I think that it would be an overkill if you have to go through a mandatory application service that does not add value.

package com.acme.bc.interfaces.web;
...
@Controller
class PersonsController {
 private PersonService personService;
 public PersonsController(PersonService personService) {...}
 // ...
}
package com.acme.bc.application;
...
@Service
class PersonService {
 private PersonRepository personRepository;
 public PersonService(PersonRepository personRepository) {...}
 // expose repository CRUD methods and pass to repository
 // no value add
}

Application Services for Transactions

So, when would application services be appropriate? The application services are responsible for driving workflow and coordinating transaction management (e.g. by use of the declarative transaction management support in Spring).

If you find the simple CRUD application needing to start transactions in the presentation-layer controller, then it might be a good sign to move them into an application service. This usually happens when the controller needs to update more than one entity that does not have a single root. The usual example here is transferring amounts between bank accounts. A transaction is needed to ensure that debit and credit both succeed, or both fail.

package sample.domain.model;
...
@Entity
class Account {...}
...
interface AccountRepository {...}
package sample.interfaces.web;
...
@Controller
class AccountsController {
 private AccountRepository accountRepository;
 ...
 @Transactional
 public ... transfer(...) {...}
}

If you see this, then it might be a good idea to move this (from the presentation layer) to an application-layer service.

package sample.interfaces.web;
...
@Controller
class AccountsController {
 private AccountRepository accountRepository;
 private TransferService transferService;
 ...
 public ... transfer(...) {...}
}
package sample.application;
...
@Service
@Transactional
class TransferService {
 private AccountRepository accountRepository;
 ...
 public ... transfer(...) {...}
}
package sample.domain.model;
...
@Entity
class Account {...}
...
interface AccountRepository {...}

Domain Model Pattern (only) for Complex Logic

I'll use the double-entry accounting as an example. But I'm sure there are more complex logic that's better suited.

Let's say we model journal entries and accounts as domain entities. The account contains a balance (a monetary amount). But this amount is not something that one would simply set. A journal entry needs to be created. When the journal entry is posted, it will affect the specified accounts. The account will then update its balance.

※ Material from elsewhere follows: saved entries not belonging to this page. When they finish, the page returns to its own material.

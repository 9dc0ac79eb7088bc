use std::fmt::Display;

use bytes::Bytes;
use futures::{future::BoxFuture, stream::BoxStream};
use serde::{Deserialize, Serialize};

/// Transport related errors.
pub mod error;

/// A scriptable transport for tests.
pub mod mock;

/// A transport backed by a real serial port.
pub mod serial;

pub use error::TransportError;

/// The options the adapter hands to [`Transport::open`].
#[derive(Debug, Clone, Copy, PartialEq, Eq, Serialize, Deserialize)]
pub struct OpenOptions {
    /// Bits per second.
    pub baud_rate: u32,

    /// Whether the host may let the port sleep while the app is paused.
    pub sleep_on_pause: bool,
}

impl Display for OpenOptions {
    fn fmt(&self, f: &mut std::fmt::Formatter<'_>) -> std::fmt::Result {
        write!(
            f,
            "baud: {}, sleep on pause: {}",
            self.baud_rate, self.sleep_on_pause
        )
    }
}

/// What a transport produces once a read subscription is registered.
/// Each item is either a chunk of bytes from the wire or a read error.
pub type Inbox = BoxStream<'static, Result<Bytes, TransportError>>;

/// The byte-stream provider the adapter wraps.
///
/// The transport owns at most one port at a time.
/// Operations complete whenever the transport is done with them,
/// and the adapter makes no assumption about how long that takes.
pub trait Transport: Send + Sync + 'static {
    /// Open the port.
    fn open(&self, options: OpenOptions) -> BoxFuture<'static, Result<(), TransportError>>;

    /// Close the port.
    fn close(&self) -> BoxFuture<'static, Result<(), TransportError>>;

    /// Write a payload, see [`encode_payload`] for the encoding.
    fn write(&self, hex_payload: String) -> BoxFuture<'static, Result<(), TransportError>>;

    /// Register for reads from the open port.
    fn inbox(&self) -> Result<Inbox, TransportError>;
}

/// Encode bytes the way transports expect them on [`Transport::write`]:
/// two lowercase hex characters per byte.
pub fn encode_payload(bytes: &[u8]) -> String {
    hex::encode(bytes)
}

package ….accounting.domain.model;
...
/** Immutable */
@Entity
class JournalEntry {
 // zero-sum items
 @ElementCollection
 private Collection<JournalEntryItem> items;
 ...
}
...
/** A value object */
@Embeddable
class JournalEntryItem {...}
...
interface JournalEntryRepository {...}
...
@Entity
class Account {...}
...
interface AccountRepository {...}
...
@Entity
class AccountTransaction {...}
...
interface AccountTransactionRepository {...}

Now, in this case, a naive implementation would have a presentation-layer controller create a journal entry object, and use a repository to save it. And at some point in time (or if auto-posting is used), the corresponding account transactions are created, with account balances updated. All this needs to be rolled into a transaction (i.e. all-or-nothing).

Again, this transaction is ideally moved to an application service.

package ….accounting.application;

@Service
@Transactional
class PostingService {...}

If there's a need to allow the user to browse through journal entries and account transactions, the presentation-layer controller can directly use the corresponding repositories. If the domain entities are not suitable for the view technology (e.g. it doesn't follow JavaBean naming conventions), then the presentation-layer can define DTOs that are suitable for the view. Be careful! Don't change the domain entity just to suit the needs of the presentation-layer.

package ….interfaces.web;

@Controller
class AccountsController {
 private AccountRepository accountRepository;
 private AccountTransactionRepository accountTransactionRepository;
 private PostingService postingService;
  ...
}

In Closing...

So, there you have it. Hopefully, this post can shed some light on when (and when not) to use domain model pattern.